AIM OF THE EXERCISE: Render every entry exactly as it appears.

Extracted records:
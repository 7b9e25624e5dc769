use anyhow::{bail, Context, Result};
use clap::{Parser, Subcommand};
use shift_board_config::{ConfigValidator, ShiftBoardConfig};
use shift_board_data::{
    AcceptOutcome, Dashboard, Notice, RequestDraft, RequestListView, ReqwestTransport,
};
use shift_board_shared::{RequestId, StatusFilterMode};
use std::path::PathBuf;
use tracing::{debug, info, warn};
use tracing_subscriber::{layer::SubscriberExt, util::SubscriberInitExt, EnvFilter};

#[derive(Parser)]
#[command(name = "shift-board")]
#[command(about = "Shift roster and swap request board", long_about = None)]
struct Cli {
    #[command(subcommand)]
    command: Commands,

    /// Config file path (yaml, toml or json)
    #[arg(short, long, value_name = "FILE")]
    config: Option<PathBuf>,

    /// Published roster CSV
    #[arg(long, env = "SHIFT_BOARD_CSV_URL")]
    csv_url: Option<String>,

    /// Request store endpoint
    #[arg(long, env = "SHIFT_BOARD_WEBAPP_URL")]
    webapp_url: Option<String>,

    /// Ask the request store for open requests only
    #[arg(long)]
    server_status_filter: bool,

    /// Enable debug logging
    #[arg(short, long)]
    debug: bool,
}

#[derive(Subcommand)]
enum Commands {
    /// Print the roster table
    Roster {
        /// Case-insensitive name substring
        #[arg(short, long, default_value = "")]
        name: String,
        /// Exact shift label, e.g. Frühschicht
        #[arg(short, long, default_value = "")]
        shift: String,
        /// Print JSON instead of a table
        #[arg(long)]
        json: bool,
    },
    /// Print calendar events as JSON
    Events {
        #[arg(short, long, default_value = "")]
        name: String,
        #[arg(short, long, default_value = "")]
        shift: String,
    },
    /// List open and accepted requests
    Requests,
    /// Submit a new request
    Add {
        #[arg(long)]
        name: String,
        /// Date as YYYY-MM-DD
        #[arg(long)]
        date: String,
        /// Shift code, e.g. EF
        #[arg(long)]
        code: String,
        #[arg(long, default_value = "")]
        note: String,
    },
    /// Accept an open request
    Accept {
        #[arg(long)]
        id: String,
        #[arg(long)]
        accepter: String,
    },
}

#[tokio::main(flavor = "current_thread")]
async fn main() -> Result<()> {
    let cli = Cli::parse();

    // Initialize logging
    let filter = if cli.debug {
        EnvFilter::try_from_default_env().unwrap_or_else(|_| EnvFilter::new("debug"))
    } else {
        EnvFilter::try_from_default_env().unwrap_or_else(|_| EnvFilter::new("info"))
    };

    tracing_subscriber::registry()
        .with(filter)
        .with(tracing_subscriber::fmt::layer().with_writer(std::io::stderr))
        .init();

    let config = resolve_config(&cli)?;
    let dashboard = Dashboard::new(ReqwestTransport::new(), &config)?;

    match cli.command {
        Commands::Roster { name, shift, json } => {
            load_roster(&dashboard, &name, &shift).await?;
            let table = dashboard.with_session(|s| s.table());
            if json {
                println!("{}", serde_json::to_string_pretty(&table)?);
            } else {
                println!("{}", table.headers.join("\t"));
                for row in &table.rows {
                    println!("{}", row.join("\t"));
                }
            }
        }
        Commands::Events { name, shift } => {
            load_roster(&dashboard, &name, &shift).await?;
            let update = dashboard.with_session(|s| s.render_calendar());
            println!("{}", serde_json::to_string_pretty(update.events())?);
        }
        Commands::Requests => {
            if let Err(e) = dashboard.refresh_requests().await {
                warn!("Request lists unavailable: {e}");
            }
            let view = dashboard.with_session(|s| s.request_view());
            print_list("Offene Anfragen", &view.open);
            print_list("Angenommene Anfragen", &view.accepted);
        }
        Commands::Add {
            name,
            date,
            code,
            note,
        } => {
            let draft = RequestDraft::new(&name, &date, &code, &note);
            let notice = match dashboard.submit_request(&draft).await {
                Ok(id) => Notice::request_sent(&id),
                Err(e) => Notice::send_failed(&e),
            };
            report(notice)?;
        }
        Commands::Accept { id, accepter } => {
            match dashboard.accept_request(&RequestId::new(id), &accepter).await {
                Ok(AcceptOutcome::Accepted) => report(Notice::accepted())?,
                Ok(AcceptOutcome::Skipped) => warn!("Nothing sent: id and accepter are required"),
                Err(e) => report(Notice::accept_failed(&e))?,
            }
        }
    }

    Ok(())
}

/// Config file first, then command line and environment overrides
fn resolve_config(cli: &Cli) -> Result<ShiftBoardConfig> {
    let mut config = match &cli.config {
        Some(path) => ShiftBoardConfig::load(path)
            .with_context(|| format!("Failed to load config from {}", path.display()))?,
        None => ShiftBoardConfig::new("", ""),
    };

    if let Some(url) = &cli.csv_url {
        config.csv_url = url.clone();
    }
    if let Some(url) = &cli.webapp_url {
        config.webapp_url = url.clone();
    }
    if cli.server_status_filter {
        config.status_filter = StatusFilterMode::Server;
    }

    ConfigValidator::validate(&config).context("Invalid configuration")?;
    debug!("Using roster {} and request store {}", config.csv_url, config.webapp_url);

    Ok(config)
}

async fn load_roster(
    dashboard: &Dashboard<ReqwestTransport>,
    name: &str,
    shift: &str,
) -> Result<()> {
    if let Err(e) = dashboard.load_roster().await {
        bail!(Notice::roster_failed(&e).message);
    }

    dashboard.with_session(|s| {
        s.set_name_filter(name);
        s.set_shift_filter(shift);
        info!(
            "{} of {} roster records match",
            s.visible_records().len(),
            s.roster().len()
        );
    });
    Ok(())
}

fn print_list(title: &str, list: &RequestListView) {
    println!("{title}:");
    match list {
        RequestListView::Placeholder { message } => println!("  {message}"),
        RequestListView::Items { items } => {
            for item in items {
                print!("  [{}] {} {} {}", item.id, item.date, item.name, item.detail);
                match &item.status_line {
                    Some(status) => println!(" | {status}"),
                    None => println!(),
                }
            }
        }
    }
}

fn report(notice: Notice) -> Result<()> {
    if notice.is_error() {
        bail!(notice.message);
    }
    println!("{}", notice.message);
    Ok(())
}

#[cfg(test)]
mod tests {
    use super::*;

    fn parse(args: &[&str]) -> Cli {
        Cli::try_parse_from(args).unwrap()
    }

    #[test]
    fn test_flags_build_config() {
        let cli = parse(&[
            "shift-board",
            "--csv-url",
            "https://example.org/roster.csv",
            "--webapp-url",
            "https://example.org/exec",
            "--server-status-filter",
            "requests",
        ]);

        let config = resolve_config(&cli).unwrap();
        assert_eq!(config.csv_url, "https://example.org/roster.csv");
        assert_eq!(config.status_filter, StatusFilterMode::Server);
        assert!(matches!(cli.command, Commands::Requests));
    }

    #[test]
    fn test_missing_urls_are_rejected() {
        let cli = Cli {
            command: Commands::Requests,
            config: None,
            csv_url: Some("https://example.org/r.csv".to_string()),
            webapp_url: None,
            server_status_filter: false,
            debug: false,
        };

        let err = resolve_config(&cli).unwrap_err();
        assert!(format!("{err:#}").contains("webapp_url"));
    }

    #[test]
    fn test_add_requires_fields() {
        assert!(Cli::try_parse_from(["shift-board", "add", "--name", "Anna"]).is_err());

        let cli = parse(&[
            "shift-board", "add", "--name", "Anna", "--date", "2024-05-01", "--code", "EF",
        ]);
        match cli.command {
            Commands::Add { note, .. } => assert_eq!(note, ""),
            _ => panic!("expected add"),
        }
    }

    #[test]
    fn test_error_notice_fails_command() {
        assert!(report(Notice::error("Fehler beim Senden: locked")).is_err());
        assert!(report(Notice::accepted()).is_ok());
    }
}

RESULT:
repository 7b9e25624e5dc769
use anyhow::{bail, Context, Result};
use clap::{Parser, Subcommand};
use shift_board_config::{ConfigValidator, ShiftBoardConfig};
use shift_board_data::{
    AcceptOutcome, Dashboard, Notice, RequestDraft, RequestListView, ReqwestTransport,
};
use shift_board_shared::{RequestId, StatusFilterMode};
use std::path::PathBuf;
use tracing::{debug, info, warn};
use tracing_subscriber::{layer::SubscriberExt, util::SubscriberInitExt, EnvFilter};

#[derive(Parser)]
#[command(name = "shift-board")]
#[command(about = "Shift roster and swap request board", long_about = None)]
struct Cli {
    #[command(subcommand)]
    command: Commands,

    /// Config file path (yaml, toml or json)
    #[arg(short, long, value_name = "FILE")]
    config: Option<PathBuf>,

    /// Published roster CSV
    #[arg(long, env = "SHIFT_BOARD_CSV_URL")]
    csv_url: Option<String>,

    /// Request store endpoint
    #[arg(long, env = "SHIFT_BOARD_WEBAPP_URL")]
    webapp_url: Option<String>,

    /// Ask the request store for open requests only
    #[arg(long)]
    server_status_filter: bool,

    /// Enable debug logging
    #[arg(short, long)]
    debug: bool,
}

#[derive(Subcommand)]
enum Commands {
    /// Print the roster table
    Roster {
        /// Case-insensitive name substring
        #[arg(short, long, default_value = "")]
        name: String,
        /// Exact shift label, e.g. Frühschicht
        #[arg(short, long, default_value = "")]
        shift: String,
        /// Print JSON instead of a table
        #[arg(long)]
        json: bool,
    },
    /// Print calendar events as JSON
    Events {
        #[arg(short, long, default_value = "")]
        name: String,
        #[arg(short, long, default_value = "")]
        shift: String,
    },
    /// List open and accepted requests
    Requests,
    /// Submit a new request
    Add {
        #[arg(long)]
        name: String,
        /// Date as YYYY-MM-DD
        #[arg(long)]
        date: String,
        /// Shift code, e.g. EF
        #[arg(long)]
        code: String,
        #[arg(long, default_value = "")]
        note: String,
    },
    /// Accept an open request
    Accept {
        #[arg(long)]
        id: String,
        #[arg(long)]
        accepter: String,
    },
}

#[tokio::main(flavor = "current_thread")]
async fn main() -> Result<()> {
    let cli = Cli::parse();

    // Initialize logging
    let filter = if cli.debug {
        EnvFilter::try_from_default_env().unwrap_or_else(|_| EnvFilter::new("debug"))
    } else {
        EnvFilter::try_from_default_env().unwrap_or_else(|_| EnvFilter::new("info"))
    };

    tracing_subscriber::registry()
        .with(filter)
        .with(tracing_subscriber::fmt::layer().with_writer(std::io::stderr))
        .init();

    let config = resolve_config(&cli)?;
    let dashboard = Dashboard::new(ReqwestTransport::new(), &config)?;

    match cli.command {
        Commands::Roster { name, shift, json } => {
            load_roster(&dashboard, &name, &shift).await?;
            let table = dashboard.with_session(|s| s.table());
            if json {
                println!("{}", serde_json::to_string_pretty(&table)?);
            } else {
                println!("{}", table.headers.join("\t"));
                for row in &table.rows {
                    println!("{}", row.join("\t"));
                }
            }
        }
        Commands::Events { name, shift } => {
            load_roster(&dashboard, &name, &shift).await?;
            let update = dashboard.with_session(|s| s.render_calendar());
            println!("{}", serde_json::to_string_pretty(update.events())?);
        }
        Commands::Requests => {
            if let Err(e) = dashboard.refresh_requests().await {
                warn!("Request lists unavailable: {e}");
            }
            let view = dashboard.with_session(|s| s.request_view());
            print_list("Offene Anfragen", &view.open);
            print_list("Angenommene Anfragen", &view.accepted);
        }
        Commands::Add {
            name,
            date,
            code,
            note,
        } => {
            let draft = RequestDraft::new(&name, &date, &code, &note);
            let notice = match dashboard.submit_request(&draft).await {
                Ok(id) => Notice::request_sent(&id),
                Err(e) => Notice::send_failed(&e),
            };
            report(notice)?;
        }
        Commands::Accept { id, accepter } => {
            match dashboard.accept_request(&RequestId::new(id), &accepter).await {
                Ok(AcceptOutcome::Accepted) => report(Notice::accepted())?,
                Ok(AcceptOutcome::Skipped) => warn!("Nothing sent: id and accepter are required"),
                Err(e) => report(Notice::accept_failed(&e))?,
            }
        }
    }

    Ok(())
}

/// Config file first, then command line and environment overrides
fn resolve_config(cli: &Cli) -> Result<ShiftBoardConfig> {
    let mut config = match &cli.config {
        Some(path) => ShiftBoardConfig::load(path)
            .with_context(|| format!("Failed to load config from {}", path.display()))?,
        None => ShiftBoardConfig::new("", ""),
    };

    if let Some(url) = &cli.csv_url {
        config.csv_url = url.clone();
    }
    if let Some(url) = &cli.webapp_url {
        config.webapp_url = url.clone();
    }
    if cli.server_status_filter {
        config.status_filter = StatusFilterMode::Server;
    }

    ConfigValidator::validate(&config).context("Invalid configuration")?;
    debug!("Using roster {} and request store {}", config.csv_url, config.webapp_url);

    Ok(config)
}

async fn load_roster(
    dashboard: &Dashboard<ReqwestTransport>,
    name: &str,
    shift: &str,
) -> Result<()> {
    if let Err(e) = dashboard.load_roster().await {
        bail!(Notice::roster_failed(&e).message);
    }

    dashboard.with_session(|s| {
        s.set_name_filter(name);
        s.set_shift_filter(shift);
        info!(
            "{} of {} roster records match",
            s.visible_records().len(),
            s.roster().len()
        );
    });
    Ok(())
}

fn print_list(title: &str, list: &RequestListView) {
    println!("{title}:");
    match list {
        RequestListView::Placeholder { message } => println!("  {message}"),
        RequestListView::Items { items } => {
            for item in items {
                print!("  [{}] {} {} {}", item.id, item.date, item.name, item.detail);
                match &item.status_line {
                    Some(status) => println!(" | {status}"),
                    None => println!(),
                }
            }
        }
    }
}

fn report(notice: Notice) -> Result<()> {
    if notice.is_error() {
        bail!(notice.message);
    }
    println!("{}", notice.message);
    Ok(())
}

#[cfg(test)]
mod tests {
    use super::*;

    fn parse(args: &[&str]) -> Cli {
        Cli::try_parse_from(args).unwrap()
    }

    #[test]
    fn test_flags_build_config() {
        let cli = parse(&[
            "shift-board",
            "--csv-url",
            "https://example.org/roster.csv",
            "--webapp-url",
            "https://example.org/exec",
            "--server-status-filter",
            "requests",
        ]);

        let config = resolve_config(&cli).unwrap();
        assert_eq!(config.csv_url, "https://example.org/roster.csv");
        assert_eq!(config.status_filter, StatusFilterMode::Server);
        assert!(matches!(cli.command, Commands::Requests));
    }

    #[test]
    fn test_missing_urls_are_rejected() {
        let cli = Cli {
            command: Commands::Requests,
            config: None,
            csv_url: Some("https://example.org/r.csv".to_string()),
            webapp_url: None,
            server_status_filter: false,
            debug: false,
        };

        let err = resolve_config(&cli).unwrap_err();
        assert!(format!("{err:#}").contains("webapp_url"));
    }

    #[test]
    fn test_add_requires_fields() {
        assert!(Cli::try_parse_from(["shift-board", "add", "--name", "Anna"]).is_err());

        let cli = parse(&[
            "shift-board", "add", "--name", "Anna", "--date", "2024-05-01", "--code", "EF",
        ]);
        match cli.command {
            Commands::Add { note, .. } => assert_eq!(note, ""),
            _ => panic!("expected add"),
        }
    }

    #[test]
    fn test_error_notice_fails_command() {
        assert!(report(Notice::error("Fehler beim Senden: locked")).is_err());
        assert!(report(Notice::accepted()).is_ok());
    }
}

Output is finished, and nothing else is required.